_EXTRACTED INFORMATION_:
=-=-=-=-=
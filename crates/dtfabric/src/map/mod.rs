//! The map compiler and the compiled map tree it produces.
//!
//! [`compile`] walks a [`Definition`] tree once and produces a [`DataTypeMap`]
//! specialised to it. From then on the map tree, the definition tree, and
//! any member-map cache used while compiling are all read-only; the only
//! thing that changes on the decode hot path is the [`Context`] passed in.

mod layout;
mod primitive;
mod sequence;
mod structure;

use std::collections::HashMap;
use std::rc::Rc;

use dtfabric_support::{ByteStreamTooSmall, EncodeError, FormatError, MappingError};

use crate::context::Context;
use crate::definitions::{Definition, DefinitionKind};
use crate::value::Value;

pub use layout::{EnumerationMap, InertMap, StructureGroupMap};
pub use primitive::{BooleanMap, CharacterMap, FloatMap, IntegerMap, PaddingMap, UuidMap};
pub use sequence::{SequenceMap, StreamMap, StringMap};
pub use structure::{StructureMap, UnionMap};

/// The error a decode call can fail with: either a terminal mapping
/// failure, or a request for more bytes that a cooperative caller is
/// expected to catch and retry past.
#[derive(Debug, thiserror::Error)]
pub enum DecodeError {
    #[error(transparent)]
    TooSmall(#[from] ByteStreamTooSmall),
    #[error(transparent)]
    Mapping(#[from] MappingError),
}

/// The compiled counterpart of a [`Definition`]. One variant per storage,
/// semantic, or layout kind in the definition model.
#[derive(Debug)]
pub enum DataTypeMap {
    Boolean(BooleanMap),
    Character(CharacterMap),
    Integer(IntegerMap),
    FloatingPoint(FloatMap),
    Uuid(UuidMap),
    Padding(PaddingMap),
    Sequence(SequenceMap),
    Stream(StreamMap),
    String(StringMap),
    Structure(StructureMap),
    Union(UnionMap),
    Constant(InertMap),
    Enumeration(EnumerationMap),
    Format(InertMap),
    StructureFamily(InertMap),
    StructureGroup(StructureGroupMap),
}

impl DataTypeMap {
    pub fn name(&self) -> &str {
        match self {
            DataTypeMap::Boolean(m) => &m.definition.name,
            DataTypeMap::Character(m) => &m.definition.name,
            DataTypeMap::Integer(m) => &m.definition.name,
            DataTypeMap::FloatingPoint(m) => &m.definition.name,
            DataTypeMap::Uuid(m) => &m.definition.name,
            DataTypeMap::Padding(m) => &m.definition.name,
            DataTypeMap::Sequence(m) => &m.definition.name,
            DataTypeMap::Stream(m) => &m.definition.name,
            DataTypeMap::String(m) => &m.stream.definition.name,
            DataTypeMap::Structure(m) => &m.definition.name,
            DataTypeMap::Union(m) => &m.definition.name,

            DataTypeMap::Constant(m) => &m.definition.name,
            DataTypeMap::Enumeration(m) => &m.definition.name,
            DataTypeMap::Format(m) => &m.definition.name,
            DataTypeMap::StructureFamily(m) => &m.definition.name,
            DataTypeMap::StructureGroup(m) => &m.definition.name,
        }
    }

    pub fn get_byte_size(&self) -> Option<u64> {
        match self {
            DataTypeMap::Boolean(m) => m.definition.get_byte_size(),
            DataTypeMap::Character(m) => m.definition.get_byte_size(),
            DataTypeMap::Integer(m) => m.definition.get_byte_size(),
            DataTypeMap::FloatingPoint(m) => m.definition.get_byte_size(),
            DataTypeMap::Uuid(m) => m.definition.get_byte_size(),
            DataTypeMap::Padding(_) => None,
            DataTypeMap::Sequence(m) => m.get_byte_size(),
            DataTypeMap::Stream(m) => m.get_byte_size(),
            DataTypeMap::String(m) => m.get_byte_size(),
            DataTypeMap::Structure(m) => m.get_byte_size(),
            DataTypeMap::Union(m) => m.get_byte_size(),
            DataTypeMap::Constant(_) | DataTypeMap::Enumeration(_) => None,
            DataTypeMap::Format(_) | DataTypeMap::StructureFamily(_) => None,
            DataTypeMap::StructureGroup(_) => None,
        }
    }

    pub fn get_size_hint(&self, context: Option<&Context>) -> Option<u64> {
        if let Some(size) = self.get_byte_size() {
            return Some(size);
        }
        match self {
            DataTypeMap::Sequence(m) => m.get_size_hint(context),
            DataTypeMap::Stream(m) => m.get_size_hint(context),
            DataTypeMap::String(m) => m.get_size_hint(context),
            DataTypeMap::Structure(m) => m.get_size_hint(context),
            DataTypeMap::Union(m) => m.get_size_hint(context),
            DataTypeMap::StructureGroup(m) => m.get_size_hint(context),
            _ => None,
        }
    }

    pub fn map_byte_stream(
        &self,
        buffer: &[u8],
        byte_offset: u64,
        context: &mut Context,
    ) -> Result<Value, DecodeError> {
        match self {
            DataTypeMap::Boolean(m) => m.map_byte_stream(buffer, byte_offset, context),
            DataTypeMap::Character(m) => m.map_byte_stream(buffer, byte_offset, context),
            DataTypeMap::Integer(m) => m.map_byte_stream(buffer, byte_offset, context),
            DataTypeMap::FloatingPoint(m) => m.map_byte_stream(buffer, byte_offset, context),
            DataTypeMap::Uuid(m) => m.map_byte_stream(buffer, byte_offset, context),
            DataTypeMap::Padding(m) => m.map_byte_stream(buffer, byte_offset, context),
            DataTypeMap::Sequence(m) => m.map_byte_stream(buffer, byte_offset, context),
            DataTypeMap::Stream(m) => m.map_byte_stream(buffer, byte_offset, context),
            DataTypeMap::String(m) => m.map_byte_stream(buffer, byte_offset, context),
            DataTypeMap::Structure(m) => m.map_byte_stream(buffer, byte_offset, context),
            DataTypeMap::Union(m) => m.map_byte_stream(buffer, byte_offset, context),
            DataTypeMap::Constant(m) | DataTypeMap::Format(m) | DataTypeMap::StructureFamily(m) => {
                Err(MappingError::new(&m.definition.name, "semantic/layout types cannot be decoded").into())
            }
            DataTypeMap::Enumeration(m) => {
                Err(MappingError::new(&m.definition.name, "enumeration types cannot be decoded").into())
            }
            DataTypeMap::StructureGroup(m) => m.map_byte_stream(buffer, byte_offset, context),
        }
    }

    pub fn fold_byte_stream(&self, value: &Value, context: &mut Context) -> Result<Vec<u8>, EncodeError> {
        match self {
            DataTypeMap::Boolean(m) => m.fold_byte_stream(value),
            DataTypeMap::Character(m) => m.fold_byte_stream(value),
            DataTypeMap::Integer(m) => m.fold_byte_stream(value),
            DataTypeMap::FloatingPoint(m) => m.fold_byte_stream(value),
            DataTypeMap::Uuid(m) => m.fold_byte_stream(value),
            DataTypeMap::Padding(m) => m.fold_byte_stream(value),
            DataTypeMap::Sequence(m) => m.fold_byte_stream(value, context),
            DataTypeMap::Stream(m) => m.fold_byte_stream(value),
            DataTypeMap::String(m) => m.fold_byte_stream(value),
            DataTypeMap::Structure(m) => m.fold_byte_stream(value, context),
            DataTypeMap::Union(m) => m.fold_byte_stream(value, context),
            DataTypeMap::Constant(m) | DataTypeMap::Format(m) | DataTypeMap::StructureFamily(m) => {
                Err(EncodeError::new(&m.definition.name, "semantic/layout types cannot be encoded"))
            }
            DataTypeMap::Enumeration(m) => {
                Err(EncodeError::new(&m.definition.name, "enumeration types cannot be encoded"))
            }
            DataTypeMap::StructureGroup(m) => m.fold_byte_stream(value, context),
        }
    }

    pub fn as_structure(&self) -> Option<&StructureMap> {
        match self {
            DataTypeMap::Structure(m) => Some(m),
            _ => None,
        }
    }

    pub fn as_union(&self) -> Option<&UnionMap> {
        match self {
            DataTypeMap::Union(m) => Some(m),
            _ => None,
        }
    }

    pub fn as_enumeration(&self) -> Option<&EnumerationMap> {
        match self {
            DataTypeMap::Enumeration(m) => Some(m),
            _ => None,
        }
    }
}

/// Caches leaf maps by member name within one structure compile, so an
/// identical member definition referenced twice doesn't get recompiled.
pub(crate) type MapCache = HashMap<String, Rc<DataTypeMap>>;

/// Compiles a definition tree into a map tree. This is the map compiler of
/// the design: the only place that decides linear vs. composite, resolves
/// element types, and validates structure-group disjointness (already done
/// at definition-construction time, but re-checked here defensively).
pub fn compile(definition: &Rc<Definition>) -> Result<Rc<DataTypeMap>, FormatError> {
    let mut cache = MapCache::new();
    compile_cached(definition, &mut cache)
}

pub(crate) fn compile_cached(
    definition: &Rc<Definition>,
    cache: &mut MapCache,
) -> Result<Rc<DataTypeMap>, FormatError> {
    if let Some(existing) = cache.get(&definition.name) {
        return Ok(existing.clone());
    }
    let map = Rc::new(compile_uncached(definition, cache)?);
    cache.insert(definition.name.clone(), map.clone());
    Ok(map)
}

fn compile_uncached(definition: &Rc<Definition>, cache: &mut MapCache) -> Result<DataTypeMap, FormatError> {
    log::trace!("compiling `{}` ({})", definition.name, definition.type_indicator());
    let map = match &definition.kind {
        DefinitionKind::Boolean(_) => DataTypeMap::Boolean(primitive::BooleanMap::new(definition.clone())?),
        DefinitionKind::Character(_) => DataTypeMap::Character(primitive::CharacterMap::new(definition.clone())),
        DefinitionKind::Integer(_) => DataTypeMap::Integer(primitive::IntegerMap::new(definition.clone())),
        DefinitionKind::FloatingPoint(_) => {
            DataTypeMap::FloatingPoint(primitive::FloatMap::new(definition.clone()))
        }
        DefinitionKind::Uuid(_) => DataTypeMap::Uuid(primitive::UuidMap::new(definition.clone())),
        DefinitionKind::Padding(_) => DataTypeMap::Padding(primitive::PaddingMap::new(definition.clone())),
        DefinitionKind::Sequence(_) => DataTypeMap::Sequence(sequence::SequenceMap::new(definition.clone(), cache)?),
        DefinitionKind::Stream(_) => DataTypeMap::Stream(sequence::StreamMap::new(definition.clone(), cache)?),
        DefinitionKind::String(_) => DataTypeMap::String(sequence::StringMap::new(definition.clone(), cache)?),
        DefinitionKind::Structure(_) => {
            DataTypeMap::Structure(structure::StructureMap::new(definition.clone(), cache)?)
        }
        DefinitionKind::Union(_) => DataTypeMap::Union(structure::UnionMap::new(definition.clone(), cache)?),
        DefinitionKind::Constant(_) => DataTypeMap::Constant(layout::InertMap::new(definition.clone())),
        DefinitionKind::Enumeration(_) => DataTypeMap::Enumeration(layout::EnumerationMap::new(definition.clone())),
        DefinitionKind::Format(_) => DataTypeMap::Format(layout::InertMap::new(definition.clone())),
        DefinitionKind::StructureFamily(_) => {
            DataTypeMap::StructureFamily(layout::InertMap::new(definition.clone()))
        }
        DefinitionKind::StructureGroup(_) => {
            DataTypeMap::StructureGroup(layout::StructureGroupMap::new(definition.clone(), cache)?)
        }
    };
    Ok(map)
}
=-=-=-=-=
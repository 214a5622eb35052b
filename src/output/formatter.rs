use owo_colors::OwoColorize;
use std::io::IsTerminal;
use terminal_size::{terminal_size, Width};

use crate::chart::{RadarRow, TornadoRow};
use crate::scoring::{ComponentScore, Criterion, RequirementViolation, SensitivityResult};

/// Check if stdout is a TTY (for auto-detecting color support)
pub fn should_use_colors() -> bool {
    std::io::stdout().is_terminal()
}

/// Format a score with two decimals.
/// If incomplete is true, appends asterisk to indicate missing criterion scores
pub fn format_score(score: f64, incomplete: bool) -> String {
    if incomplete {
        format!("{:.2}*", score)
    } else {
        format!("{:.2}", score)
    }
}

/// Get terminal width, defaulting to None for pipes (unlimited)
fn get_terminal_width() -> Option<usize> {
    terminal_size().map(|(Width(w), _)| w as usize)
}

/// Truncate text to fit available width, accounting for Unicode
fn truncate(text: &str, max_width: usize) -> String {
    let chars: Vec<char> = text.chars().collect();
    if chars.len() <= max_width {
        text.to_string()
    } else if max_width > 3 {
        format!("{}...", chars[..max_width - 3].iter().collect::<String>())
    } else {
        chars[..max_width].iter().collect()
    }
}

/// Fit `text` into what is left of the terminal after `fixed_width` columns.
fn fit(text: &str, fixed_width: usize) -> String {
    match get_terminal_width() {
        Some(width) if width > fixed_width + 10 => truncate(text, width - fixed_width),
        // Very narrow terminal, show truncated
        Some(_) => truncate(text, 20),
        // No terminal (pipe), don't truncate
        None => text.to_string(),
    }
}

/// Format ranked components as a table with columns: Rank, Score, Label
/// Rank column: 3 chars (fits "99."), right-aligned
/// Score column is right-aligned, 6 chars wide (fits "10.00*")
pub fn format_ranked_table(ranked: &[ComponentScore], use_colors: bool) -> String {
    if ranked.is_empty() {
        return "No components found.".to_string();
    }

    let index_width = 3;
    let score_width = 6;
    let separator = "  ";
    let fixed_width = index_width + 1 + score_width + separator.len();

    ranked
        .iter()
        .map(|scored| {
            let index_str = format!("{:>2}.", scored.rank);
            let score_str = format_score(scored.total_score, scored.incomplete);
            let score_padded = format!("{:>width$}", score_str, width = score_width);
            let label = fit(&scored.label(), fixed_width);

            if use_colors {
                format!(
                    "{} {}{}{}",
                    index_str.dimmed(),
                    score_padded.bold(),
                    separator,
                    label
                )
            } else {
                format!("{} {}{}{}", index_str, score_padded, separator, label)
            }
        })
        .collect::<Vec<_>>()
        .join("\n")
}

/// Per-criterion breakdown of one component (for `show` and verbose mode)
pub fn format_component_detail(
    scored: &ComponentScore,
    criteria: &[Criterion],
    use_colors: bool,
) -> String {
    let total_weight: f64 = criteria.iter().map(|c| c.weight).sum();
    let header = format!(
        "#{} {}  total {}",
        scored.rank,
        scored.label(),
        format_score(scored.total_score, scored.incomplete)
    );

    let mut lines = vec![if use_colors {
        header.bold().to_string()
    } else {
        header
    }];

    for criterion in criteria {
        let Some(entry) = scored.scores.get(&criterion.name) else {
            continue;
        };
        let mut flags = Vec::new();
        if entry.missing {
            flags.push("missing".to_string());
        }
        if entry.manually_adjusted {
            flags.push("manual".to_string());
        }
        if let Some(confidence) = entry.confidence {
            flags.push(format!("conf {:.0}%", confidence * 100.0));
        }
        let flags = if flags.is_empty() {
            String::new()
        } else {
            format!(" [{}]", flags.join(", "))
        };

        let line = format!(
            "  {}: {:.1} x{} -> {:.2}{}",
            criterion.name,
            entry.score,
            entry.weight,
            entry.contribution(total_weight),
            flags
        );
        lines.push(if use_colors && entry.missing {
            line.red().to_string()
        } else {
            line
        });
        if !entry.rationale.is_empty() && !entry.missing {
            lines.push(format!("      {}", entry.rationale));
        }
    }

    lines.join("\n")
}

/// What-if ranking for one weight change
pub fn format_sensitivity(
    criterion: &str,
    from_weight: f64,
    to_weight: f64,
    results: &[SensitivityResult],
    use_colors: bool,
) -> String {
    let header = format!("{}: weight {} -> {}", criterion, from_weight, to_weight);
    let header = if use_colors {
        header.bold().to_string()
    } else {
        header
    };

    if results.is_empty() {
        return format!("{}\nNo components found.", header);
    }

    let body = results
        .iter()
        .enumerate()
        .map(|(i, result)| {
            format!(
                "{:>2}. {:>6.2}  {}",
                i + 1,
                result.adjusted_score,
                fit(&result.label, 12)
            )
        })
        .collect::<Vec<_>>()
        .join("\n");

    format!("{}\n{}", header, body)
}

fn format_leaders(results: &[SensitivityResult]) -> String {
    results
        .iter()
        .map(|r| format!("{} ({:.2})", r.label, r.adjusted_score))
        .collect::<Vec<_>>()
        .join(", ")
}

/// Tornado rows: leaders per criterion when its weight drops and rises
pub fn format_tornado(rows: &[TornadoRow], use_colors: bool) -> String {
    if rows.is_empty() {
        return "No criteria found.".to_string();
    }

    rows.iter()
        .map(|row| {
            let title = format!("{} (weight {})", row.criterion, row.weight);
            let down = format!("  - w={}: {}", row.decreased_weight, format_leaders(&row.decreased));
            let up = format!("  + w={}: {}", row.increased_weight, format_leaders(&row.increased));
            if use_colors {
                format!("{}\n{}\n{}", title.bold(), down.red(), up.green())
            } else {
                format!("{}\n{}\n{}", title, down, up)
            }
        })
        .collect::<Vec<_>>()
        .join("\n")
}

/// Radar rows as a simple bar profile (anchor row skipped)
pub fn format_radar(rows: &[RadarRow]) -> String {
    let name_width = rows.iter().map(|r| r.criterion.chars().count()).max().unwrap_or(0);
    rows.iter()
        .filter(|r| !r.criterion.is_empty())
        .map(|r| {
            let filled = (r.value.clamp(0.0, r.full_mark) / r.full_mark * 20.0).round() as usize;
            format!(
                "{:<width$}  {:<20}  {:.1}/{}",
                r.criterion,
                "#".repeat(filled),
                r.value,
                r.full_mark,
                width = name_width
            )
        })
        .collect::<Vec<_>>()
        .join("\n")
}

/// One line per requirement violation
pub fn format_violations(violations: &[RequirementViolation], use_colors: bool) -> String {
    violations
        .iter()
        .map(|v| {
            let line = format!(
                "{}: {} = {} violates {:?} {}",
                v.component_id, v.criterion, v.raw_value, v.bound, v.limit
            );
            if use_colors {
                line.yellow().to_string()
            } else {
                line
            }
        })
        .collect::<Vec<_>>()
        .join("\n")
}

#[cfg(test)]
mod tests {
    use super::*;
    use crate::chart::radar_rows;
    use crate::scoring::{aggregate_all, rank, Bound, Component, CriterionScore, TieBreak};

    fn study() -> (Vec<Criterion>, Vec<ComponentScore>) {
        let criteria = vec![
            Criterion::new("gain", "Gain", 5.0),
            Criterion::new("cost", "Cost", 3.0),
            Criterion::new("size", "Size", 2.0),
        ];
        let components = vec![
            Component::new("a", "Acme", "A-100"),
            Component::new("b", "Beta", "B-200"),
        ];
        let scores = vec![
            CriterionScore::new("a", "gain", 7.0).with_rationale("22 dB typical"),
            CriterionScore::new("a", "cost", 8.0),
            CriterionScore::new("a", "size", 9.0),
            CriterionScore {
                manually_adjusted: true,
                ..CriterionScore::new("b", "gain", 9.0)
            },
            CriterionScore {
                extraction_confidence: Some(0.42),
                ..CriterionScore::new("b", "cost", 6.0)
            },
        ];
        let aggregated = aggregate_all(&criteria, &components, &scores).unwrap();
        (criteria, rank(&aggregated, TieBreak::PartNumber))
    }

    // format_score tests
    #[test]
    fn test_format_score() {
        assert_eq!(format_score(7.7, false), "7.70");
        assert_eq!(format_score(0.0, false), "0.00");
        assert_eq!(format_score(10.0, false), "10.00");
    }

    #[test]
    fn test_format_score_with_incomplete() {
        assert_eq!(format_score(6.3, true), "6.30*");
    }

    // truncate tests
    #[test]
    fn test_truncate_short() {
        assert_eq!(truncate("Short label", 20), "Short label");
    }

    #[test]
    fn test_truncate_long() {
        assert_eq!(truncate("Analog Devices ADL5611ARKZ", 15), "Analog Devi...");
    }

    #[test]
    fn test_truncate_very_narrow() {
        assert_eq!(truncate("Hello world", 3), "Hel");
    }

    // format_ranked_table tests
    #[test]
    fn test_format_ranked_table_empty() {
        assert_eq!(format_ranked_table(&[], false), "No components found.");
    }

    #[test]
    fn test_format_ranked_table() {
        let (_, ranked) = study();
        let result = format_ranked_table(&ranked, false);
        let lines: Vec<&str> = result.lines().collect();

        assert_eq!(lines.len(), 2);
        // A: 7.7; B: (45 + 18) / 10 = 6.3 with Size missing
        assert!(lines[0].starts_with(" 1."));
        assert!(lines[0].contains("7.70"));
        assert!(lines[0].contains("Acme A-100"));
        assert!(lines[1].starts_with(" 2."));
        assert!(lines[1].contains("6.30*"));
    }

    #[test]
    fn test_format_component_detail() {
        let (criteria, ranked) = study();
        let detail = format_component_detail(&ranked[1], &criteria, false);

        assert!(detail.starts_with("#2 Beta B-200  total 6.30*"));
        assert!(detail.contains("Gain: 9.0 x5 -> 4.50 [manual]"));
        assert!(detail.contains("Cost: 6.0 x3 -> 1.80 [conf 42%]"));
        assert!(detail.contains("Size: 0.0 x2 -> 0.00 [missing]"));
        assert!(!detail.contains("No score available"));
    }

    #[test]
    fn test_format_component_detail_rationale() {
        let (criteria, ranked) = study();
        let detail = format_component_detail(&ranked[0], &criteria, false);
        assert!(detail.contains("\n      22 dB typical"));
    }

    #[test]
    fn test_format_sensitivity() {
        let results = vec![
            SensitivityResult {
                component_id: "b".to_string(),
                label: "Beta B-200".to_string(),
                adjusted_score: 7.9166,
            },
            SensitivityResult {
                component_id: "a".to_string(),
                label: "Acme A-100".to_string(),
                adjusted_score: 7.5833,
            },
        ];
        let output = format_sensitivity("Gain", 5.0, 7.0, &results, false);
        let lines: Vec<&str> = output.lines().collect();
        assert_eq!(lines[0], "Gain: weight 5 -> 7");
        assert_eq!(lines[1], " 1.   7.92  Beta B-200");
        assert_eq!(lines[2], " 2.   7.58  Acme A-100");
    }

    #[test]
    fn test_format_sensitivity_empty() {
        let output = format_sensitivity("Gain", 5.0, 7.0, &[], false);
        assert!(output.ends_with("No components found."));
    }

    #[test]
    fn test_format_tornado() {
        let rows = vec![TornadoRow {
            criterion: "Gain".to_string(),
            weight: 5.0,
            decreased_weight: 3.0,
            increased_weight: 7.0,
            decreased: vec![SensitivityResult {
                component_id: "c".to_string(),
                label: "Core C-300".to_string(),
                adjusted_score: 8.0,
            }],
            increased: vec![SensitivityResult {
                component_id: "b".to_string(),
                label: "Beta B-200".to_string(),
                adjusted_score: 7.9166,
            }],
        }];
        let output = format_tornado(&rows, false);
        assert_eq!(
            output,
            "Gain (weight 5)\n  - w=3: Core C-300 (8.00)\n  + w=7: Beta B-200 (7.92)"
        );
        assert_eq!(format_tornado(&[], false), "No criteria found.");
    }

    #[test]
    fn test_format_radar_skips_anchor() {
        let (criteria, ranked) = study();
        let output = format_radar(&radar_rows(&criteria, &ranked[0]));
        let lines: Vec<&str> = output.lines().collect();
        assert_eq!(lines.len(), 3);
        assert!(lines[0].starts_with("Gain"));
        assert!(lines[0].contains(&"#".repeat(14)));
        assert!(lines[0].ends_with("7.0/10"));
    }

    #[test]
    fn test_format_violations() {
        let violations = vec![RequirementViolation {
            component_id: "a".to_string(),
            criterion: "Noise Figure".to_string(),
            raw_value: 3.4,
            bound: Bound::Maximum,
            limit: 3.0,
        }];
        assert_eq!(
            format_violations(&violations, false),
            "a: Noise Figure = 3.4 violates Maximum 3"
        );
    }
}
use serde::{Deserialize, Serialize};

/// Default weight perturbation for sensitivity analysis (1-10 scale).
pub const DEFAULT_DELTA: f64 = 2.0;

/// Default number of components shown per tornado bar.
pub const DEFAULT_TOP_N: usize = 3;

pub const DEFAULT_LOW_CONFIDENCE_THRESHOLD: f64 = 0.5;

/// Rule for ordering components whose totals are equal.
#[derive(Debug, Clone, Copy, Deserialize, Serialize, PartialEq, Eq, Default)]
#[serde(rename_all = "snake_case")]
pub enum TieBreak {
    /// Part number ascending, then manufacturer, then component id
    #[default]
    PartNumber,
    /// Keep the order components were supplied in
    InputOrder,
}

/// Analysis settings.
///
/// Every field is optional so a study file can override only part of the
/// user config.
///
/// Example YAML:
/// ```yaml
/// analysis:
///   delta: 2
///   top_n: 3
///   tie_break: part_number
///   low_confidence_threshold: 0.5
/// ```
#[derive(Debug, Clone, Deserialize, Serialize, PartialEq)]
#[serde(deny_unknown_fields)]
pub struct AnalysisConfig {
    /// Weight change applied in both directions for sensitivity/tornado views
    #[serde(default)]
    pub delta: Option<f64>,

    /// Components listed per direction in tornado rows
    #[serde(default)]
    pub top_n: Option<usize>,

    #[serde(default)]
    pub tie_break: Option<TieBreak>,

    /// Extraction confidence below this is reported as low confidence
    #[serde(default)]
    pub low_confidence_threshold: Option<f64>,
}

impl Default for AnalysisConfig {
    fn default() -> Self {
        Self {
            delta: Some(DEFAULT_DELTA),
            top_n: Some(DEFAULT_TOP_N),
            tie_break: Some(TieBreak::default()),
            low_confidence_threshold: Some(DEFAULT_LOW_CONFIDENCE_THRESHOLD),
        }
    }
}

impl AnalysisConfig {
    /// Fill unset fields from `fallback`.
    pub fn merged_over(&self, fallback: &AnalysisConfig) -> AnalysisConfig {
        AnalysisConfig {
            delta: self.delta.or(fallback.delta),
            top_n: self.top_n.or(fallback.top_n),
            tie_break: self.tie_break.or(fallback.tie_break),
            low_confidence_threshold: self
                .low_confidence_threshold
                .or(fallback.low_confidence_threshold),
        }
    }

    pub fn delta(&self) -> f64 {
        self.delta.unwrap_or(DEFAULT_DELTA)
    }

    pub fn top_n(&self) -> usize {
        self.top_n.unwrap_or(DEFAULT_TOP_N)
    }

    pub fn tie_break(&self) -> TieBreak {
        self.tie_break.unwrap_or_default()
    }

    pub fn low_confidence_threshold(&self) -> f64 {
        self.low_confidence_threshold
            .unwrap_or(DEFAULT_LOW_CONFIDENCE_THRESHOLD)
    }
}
=-=-=-=-=
_ABOUT THIS TASK_: What you return should be exactly the lines above, starting at the one with "filename crates/dtfabric/src/map/mod.rs" and ending at the one with "use crate::value::Value;", and nothing else.

_RESULT OF THIS TASK_:
filename crates/dtfabric/src/map/mod.rs
//! The map compiler and the compiled map tree it produces.
//!
//! [`compile`] walks a [`Definition`] tree once and produces a [`DataTypeMap`]
//! specialised to it. From then on the map tree, the definition tree, and
//! any member-map cache used while compiling are all read-only; the only
//! thing that changes on the decode hot path is the [`Context`] passed in.

mod layout;
mod primitive;
mod sequence;
mod structure;

use std::collections::HashMap;
use std::rc::Rc;

use dtfabric_support::{ByteStreamTooSmall, EncodeError, FormatError, MappingError};

use crate::context::Context;
use crate::definitions::{Definition, DefinitionKind};
use crate::value::Value;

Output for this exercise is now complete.